WHAT YOU HAVE TO DO. When a line in the material contains the word "crate", copy it.

/---

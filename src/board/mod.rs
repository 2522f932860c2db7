//! monday.com board client.
//!
//! Fetches every item on a board over the GraphQL API, following the
//! `items_page` cursor until the server returns a null cursor. Both the
//! board id and the pagination cursor are passed as bound query variables,
//! never interpolated into the query text.

use serde::de::DeserializeOwned;
use serde::Deserialize;
use tracing::debug;

use crate::config::SyncConfig;
use crate::error::{Result, SyncError};
use crate::task::COLUMN_IDS;

const API_VERSION: &str = "2023-07";

const FIRST_PAGE_QUERY: &str = r#"
query ($board_id: [ID!], $columns: [String!]) {
  boards (ids: $board_id) {
    items_page {
      cursor
      items {
        id
        name
        column_values (ids: $columns) { id text }
      }
    }
  }
}
"#;

const NEXT_PAGE_QUERY: &str = r#"
query ($cursor: String!, $columns: [String!]) {
  next_items_page (cursor: $cursor) {
    cursor
    items {
      id
      name
      column_values (ids: $columns) { id text }
    }
  }
}
"#;

// ─── Wire types (deserialize responses) ───────────────────────────────────────

#[derive(Debug, Deserialize)]
struct GraphQlResponse<T> {
    data: Option<T>,
    #[serde(default)]
    errors: Vec<serde_json::Value>,
}

#[derive(Debug, Deserialize)]
struct BoardsData {
    #[serde(default)]
    boards: Vec<Board>,
}

#[derive(Debug, Deserialize)]
struct Board {
    items_page: ItemsPage,
}

#[derive(Debug, Deserialize)]
struct NextPageData {
    next_items_page: ItemsPage,
}

/// One page of board items plus the cursor to the next page.
/// A null cursor means this was the last page.
#[derive(Debug, Deserialize)]
pub struct ItemsPage {
    pub cursor: Option<String>,
    #[serde(default)]
    pub items: Vec<Item>,
}

/// A raw board item as returned by the API. Item ids arrive as strings.
#[derive(Debug, Clone, Deserialize)]
pub struct Item {
    pub id: String,
    pub name: String,
    #[serde(default)]
    pub column_values: Vec<ColumnValue>,
}

#[derive(Debug, Clone, Deserialize)]
pub struct ColumnValue {
    pub id: String,
    /// Display text of the column. The API sends JSON null for columns
    /// with no value.
    pub text: Option<String>,
}

impl BoardsData {
    fn into_page(self, board_id: i64) -> Result<ItemsPage> {
        self.boards
            .into_iter()
            .next()
            .map(|b| b.items_page)
            .ok_or_else(|| {
                SyncError::MalformedResponse(format!("board {board_id} missing from response"))
            })
    }
}

// ─── Client ───────────────────────────────────────────────────────────────────

pub struct BoardClient {
    client: reqwest::Client,
    api_url: String,
    api_key: String,
    board_id: i64,
}

impl BoardClient {
    /// No request timeout is configured; a hung request hangs the run.
    pub fn new(config: &SyncConfig) -> Self {
        Self {
            client: reqwest::Client::new(),
            api_url: config.api_url.clone(),
            api_key: config.api_key.clone(),
            board_id: config.board_id,
        }
    }

    /// Fetch every item on the board, in server order across all pages.
    pub async fn fetch_all_items(&self) -> Result<Vec<Item>> {
        let first: BoardsData = self
            .post_query(
                FIRST_PAGE_QUERY,
                serde_json::json!({
                    "board_id": [self.board_id],
                    "columns": COLUMN_IDS,
                }),
            )
            .await?;
        let page = first.into_page(self.board_id)?;
        debug!(
            items = page.items.len(),
            has_next = page.cursor.is_some(),
            "fetched first page"
        );

        let mut items = page.items;
        let mut cursor = page.cursor;
        while let Some(c) = cursor {
            let next: NextPageData = self
                .post_query(
                    NEXT_PAGE_QUERY,
                    serde_json::json!({
                        "cursor": c,
                        "columns": COLUMN_IDS,
                    }),
                )
                .await?;
            let page = next.next_items_page;
            debug!(
                items = page.items.len(),
                has_next = page.cursor.is_some(),
                "fetched next page"
            );
            items.extend(page.items);
            cursor = page.cursor;
        }

        Ok(items)
    }

    async fn post_query<T: DeserializeOwned>(
        &self,
        query: &str,
        variables: serde_json::Value,
    ) -> Result<T> {
        let resp = self
            .client
            .post(&self.api_url)
            .header("Authorization", &self.api_key)
            .header("API-Version", API_VERSION)
            .json(&serde_json::json!({
                "query": query,
                "variables": variables,
            }))
            .send()
            .await?
            .error_for_status()?;

        let body: GraphQlResponse<T> = resp.json().await.map_err(|e| {
            SyncError::MalformedResponse(format!("response body did not decode: {e}"))
        })?;
        into_data(body)
    }
}

fn into_data<T>(body: GraphQlResponse<T>) -> Result<T> {
    if !body.errors.is_empty() {
        return Err(SyncError::MalformedResponse(format!(
            "GraphQL errors: {}",
            serde_json::Value::Array(body.errors)
        )));
    }
    body.data
        .ok_or_else(|| SyncError::MalformedResponse("response missing data".to_string()))
}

\---

COMPLETED TASK.
use crate::config::SyncConfig;
use crate::error::{Result, SyncError};
use crate::task::COLUMN_IDS;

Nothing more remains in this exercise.